• **Exercise aim**
Copy each of the records exactly; leave nothing out.

Data extracted from a collection:
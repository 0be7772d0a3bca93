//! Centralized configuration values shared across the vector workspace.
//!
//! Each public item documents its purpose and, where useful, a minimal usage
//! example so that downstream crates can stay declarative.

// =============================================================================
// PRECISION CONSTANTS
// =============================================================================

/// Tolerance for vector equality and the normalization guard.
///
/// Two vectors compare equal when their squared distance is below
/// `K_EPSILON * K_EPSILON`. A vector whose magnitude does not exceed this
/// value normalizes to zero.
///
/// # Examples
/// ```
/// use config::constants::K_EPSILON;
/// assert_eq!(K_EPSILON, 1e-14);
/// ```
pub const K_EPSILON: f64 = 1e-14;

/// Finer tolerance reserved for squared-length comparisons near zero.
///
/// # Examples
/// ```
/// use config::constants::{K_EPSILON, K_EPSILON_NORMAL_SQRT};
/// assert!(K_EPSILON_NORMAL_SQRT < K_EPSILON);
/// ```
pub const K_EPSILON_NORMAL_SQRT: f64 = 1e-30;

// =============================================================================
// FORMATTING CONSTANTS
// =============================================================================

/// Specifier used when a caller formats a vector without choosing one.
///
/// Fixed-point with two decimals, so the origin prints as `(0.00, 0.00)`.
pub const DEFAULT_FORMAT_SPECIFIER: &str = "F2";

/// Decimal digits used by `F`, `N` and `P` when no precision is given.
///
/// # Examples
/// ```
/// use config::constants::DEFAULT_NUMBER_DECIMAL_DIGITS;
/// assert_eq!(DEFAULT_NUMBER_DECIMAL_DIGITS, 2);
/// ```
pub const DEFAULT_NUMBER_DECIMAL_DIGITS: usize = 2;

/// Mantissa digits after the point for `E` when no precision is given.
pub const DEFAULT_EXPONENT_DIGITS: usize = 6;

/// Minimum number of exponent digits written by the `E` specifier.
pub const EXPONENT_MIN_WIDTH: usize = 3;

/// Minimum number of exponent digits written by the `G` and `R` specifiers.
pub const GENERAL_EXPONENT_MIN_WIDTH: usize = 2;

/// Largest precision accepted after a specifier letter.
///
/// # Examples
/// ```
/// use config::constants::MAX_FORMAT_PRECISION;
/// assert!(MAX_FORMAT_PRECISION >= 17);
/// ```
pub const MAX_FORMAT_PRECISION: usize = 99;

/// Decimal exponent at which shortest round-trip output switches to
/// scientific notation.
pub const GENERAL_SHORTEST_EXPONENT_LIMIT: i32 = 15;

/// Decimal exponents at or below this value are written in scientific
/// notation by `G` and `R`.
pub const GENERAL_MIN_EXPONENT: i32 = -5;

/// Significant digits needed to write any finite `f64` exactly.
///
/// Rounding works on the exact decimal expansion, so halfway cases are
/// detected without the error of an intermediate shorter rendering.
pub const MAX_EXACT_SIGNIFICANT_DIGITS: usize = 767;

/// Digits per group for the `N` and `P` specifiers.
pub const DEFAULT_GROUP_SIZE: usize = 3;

• **Solution to this problem**
repository 0be7772d0a3bca93
//! Centralized configuration values shared across the vector workspace.
//!
//! Each public item documents its purpose and, where useful, a minimal usage
//! example so that downstream crates can stay declarative.

// =============================================================================
// PRECISION CONSTANTS
// =============================================================================

/// Tolerance for vector equality and the normalization guard.
///
/// Two vectors compare equal when their squared distance is below
/// `K_EPSILON * K_EPSILON`. A vector whose magnitude does not exceed this
/// value normalizes to zero.
///
/// # Examples
/// ```
/// use config::constants::K_EPSILON;
/// assert_eq!(K_EPSILON, 1e-14);
/// ```
pub const K_EPSILON: f64 = 1e-14;

/// Finer tolerance reserved for squared-length comparisons near zero.
///
/// # Examples
/// ```
/// use config::constants::{K_EPSILON, K_EPSILON_NORMAL_SQRT};
/// assert!(K_EPSILON_NORMAL_SQRT < K_EPSILON);
/// ```
pub const K_EPSILON_NORMAL_SQRT: f64 = 1e-30;

// =============================================================================
// FORMATTING CONSTANTS
// =============================================================================

/// Specifier used when a caller formats a vector without choosing one.
///
/// Fixed-point with two decimals, so the origin prints as `(0.00, 0.00)`.
pub const DEFAULT_FORMAT_SPECIFIER: &str = "F2";

/// Decimal digits used by `F`, `N` and `P` when no precision is given.
///
/// # Examples
/// ```
/// use config::constants::DEFAULT_NUMBER_DECIMAL_DIGITS;
/// assert_eq!(DEFAULT_NUMBER_DECIMAL_DIGITS, 2);
/// ```
pub const DEFAULT_NUMBER_DECIMAL_DIGITS: usize = 2;

/// Mantissa digits after the point for `E` when no precision is given.
pub const DEFAULT_EXPONENT_DIGITS: usize = 6;

/// Minimum number of exponent digits written by the `E` specifier.
pub const EXPONENT_MIN_WIDTH: usize = 3;

/// Minimum number of exponent digits written by the `G` and `R` specifiers.
pub const GENERAL_EXPONENT_MIN_WIDTH: usize = 2;

/// Largest precision accepted after a specifier letter.
///
/// # Examples
/// ```
/// use config::constants::MAX_FORMAT_PRECISION;
/// assert!(MAX_FORMAT_PRECISION >= 17);
/// ```
pub const MAX_FORMAT_PRECISION: usize = 99;

/// Decimal exponent at which shortest round-trip output switches to
/// scientific notation.
pub const GENERAL_SHORTEST_EXPONENT_LIMIT: i32 = 15;

/// Decimal exponents at or below this value are written in scientific
/// notation by `G` and `R`.
pub const GENERAL_MIN_EXPONENT: i32 = -5;

/// Significant digits needed to write any finite `f64` exactly.
///
/// Rounding works on the exact decimal expansion, so halfway cases are
/// detected without the error of an intermediate shorter rendering.
pub const MAX_EXACT_SIGNIFICANT_DIGITS: usize = 767;

/// Digits per group for the `N` and `P` specifiers.
pub const DEFAULT_GROUP_SIZE: usize = 3;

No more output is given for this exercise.